[Records Boundary: Start]

use std::net::SocketAddr;
use std::time::Duration;

use bytes::{BufMut, Bytes, BytesMut};
use rand::Rng as _;
use tokio::net::{lookup_host, UdpSocket};
use tokio::time::timeout;
use tracing::debug;

use super::error::{Mismatch, TrackerError};
use super::response::ScrapeStats;
use crate::constants::{
    ACTION_CONNECT, ACTION_ERROR, ACTION_SCRAPE, CONNECT_PACKET_LEN, INFO_HASH_LEN, PROTOCOL_ID,
    SCRAPE_RECORD_LEN, SCRAPE_REQUEST_HEADER_LEN, SCRAPE_RESPONSE_HEADER_LEN,
};
use crate::info_hash::InfoHash;

const RECV_BUFFER_SIZE: usize = 2048;

/// A UDP socket connected to one tracker together with the connection ID
/// the tracker handed out during the handshake.
#[derive(Debug)]
pub struct UdpTracker {
    socket: UdpSocket,
    addr: SocketAddr,
    connection_id: u64,
    io_timeout: Duration,
}

impl UdpTracker {
    /// Resolves `url`, opens a socket to it and performs the connect
    /// handshake.
    ///
    /// Resolution, send and receive all share one `io_timeout` window.
    pub async fn connect(url: &str, io_timeout: Duration) -> Result<Self, TrackerError> {
        let host = normalize_url(url);

        timeout(io_timeout, Self::do_connect(host, io_timeout))
            .await
            .map_err(|_| TrackerError::Timeout)?
    }

    async fn do_connect(host: &str, io_timeout: Duration) -> Result<Self, TrackerError> {
        let addr = resolve(host).await?;

        let bind_addr = if addr.is_ipv4() { "0.0.0.0:0" } else { "[::]:0" };
        let socket = UdpSocket::bind(bind_addr).await?;
        socket.connect(addr).await?;

        let transaction_id: u32 = rand::rng().random();
        let request = encode_connect_request(transaction_id);

        socket.send(&request).await?;
        let mut buf = [0u8; RECV_BUFFER_SIZE];
        let n = socket.recv(&mut buf).await?;

        let connection_id = decode_connect_response(&buf[..n], transaction_id)?;
        debug!("connected to tracker {} ({})", host, addr);

        Ok(Self {
            socket,
            addr,
            connection_id,
            io_timeout,
        })
    }

    /// Scrapes every hash in one request. Either all hashes get stats, in
    /// request order, or the call fails.
    pub async fn scrape(&self, info_hashes: &[InfoHash]) -> Result<Vec<ScrapeStats>, TrackerError> {
        let transaction_id: u32 = rand::rng().random();
        let request = encode_scrape_request(self.connection_id, transaction_id, info_hashes);
        let expected_len = scrape_response_len(info_hashes.len());

        let response = timeout(self.io_timeout, self.send_and_receive(&request, expected_len))
            .await
            .map_err(|_| TrackerError::Timeout)??;

        decode_scrape_response(&response, transaction_id, info_hashes.len())
    }

    async fn send_and_receive(
        &self,
        request: &[u8],
        expected_len: usize,
    ) -> Result<Vec<u8>, TrackerError> {
        self.socket.send(request).await?;

        let mut buf = vec![0u8; expected_len.max(RECV_BUFFER_SIZE)];
        let n = self.socket.recv(&mut buf).await?;
        buf.truncate(n);
        Ok(buf)
    }

    pub fn addr(&self) -> SocketAddr {
        self.addr
    }

    pub fn connection_id(&self) -> u64 {
        self.connection_id
    }
}

/// Strips a case-insensitive `udp://` prefix and one trailing `/`.
pub fn normalize_url(url: &str) -> &str {
    let url = match url.get(..6) {
        Some(scheme) if scheme.eq_ignore_ascii_case("udp://") => &url[6..],
        _ => url,
    };
    url.strip_suffix('/').unwrap_or(url)
}

async fn resolve(host: &str) -> Result<SocketAddr, TrackerError> {
    lookup_host(host)
        .await
        .map_err(|e| TrackerError::AddressResolution(format!("{}: {}", host, e)))?
        .next()
        .ok_or_else(|| TrackerError::AddressResolution(host.to_string()))
}

pub fn encode_connect_request(transaction_id: u32) -> Bytes {
    let mut buf = BytesMut::with_capacity(CONNECT_PACKET_LEN);
    buf.put_u64(PROTOCOL_ID);
    buf.put_u32(ACTION_CONNECT);
    buf.put_u32(transaction_id);
    buf.freeze()
}

/// Validates a connect response and returns the connection ID it carries.
pub fn decode_connect_response(response: &[u8], transaction_id: u32) -> Result<u64, TrackerError> {
    check_error_packet(response, transaction_id)?;

    if response.len() < CONNECT_PACKET_LEN {
        return Err(TrackerError::ShortResponse {
            expected: CONNECT_PACKET_LEN,
            actual: response.len(),
        });
    }

    check_header(response, ACTION_CONNECT, transaction_id)?;

    Ok(u64::from_be_bytes([
        response[8],
        response[9],
        response[10],
        response[11],
        response[12],
        response[13],
        response[14],
        response[15],
    ]))
}

pub fn encode_scrape_request(
    connection_id: u64,
    transaction_id: u32,
    info_hashes: &[InfoHash],
) -> Bytes {
    let mut buf =
        BytesMut::with_capacity(SCRAPE_REQUEST_HEADER_LEN + INFO_HASH_LEN * info_hashes.len());
    buf.put_u64(connection_id);
    buf.put_u32(ACTION_SCRAPE);
    buf.put_u32(transaction_id);
    for info_hash in info_hashes {
        buf.put_slice(info_hash.as_bytes());
    }
    buf.freeze()
}

/// Validates a scrape response and decodes `count` records from it.
pub fn decode_scrape_response(
    response: &[u8],
    transaction_id: u32,
    count: usize,
) -> Result<Vec<ScrapeStats>, TrackerError> {
    check_error_packet(response, transaction_id)?;

    if response.len() < SCRAPE_RESPONSE_HEADER_LEN {
        return Err(TrackerError::ShortResponse {
            expected: SCRAPE_RESPONSE_HEADER_LEN,
            actual: response.len(),
        });
    }

    check_header(response, ACTION_SCRAPE, transaction_id)?;

    let expected = scrape_response_len(count);
    if response.len() < expected {
        return Err(TrackerError::ShortResponse {
            expected,
            actual: response.len(),
        });
    }

    Ok(response[SCRAPE_RESPONSE_HEADER_LEN..expected]
        .chunks_exact(SCRAPE_RECORD_LEN)
        .map(|chunk| {
            let mut record = [0u8; SCRAPE_RECORD_LEN];
            record.copy_from_slice(chunk);
            ScrapeStats::from_record(&record)
        })
        .collect())
}

fn scrape_response_len(count: usize) -> usize {
    SCRAPE_RESPONSE_HEADER_LEN + SCRAPE_RECORD_LEN * count
}

fn read_u32(response: &[u8], offset: usize) -> u32 {
    u32::from_be_bytes([
        response[offset],
        response[offset + 1],
        response[offset + 2],
        response[offset + 3],
    ])
}

// Error packets are action 3 followed by the transaction ID and a message.
// One carrying another request's transaction ID is a mismatch, not an error.
fn check_error_packet(response: &[u8], transaction_id: u32) -> Result<(), TrackerError> {
    if response.len() >= SCRAPE_RESPONSE_HEADER_LEN && read_u32(response, 0) == ACTION_ERROR {
        let resp_tid = read_u32(response, 4);
        if resp_tid != transaction_id {
            return Err(TrackerError::ProtocolMismatch(Mismatch::Transaction {
                expected: transaction_id,
                actual: resp_tid,
            }));
        }
        let message = String::from_utf8_lossy(&response[8..]).to_string();
        return Err(TrackerError::Tracker(message));
    }
    Ok(())
}

fn check_header(response: &[u8], action: u32, transaction_id: u32) -> Result<(), TrackerError> {
    let resp_action = read_u32(response, 0);
    if resp_action != action {
        return Err(TrackerError::ProtocolMismatch(Mismatch::Action {
            expected: action,
            actual: resp_action,
        }));
    }

    let resp_tid = read_u32(response, 4);
    if resp_tid != transaction_id {
        return Err(TrackerError::ProtocolMismatch(Mismatch::Transaction {
            expected: transaction_id,
            actual: resp_tid,
        }));
    }

    Ok(())
}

[Records Boundary: End]

■ **Aim of the exercise**
All lines above containing the string "tokio" are to be collected.

■ **Solution to this problem**
use tokio::net::{lookup_host, UdpSocket};
use tokio::time::timeout;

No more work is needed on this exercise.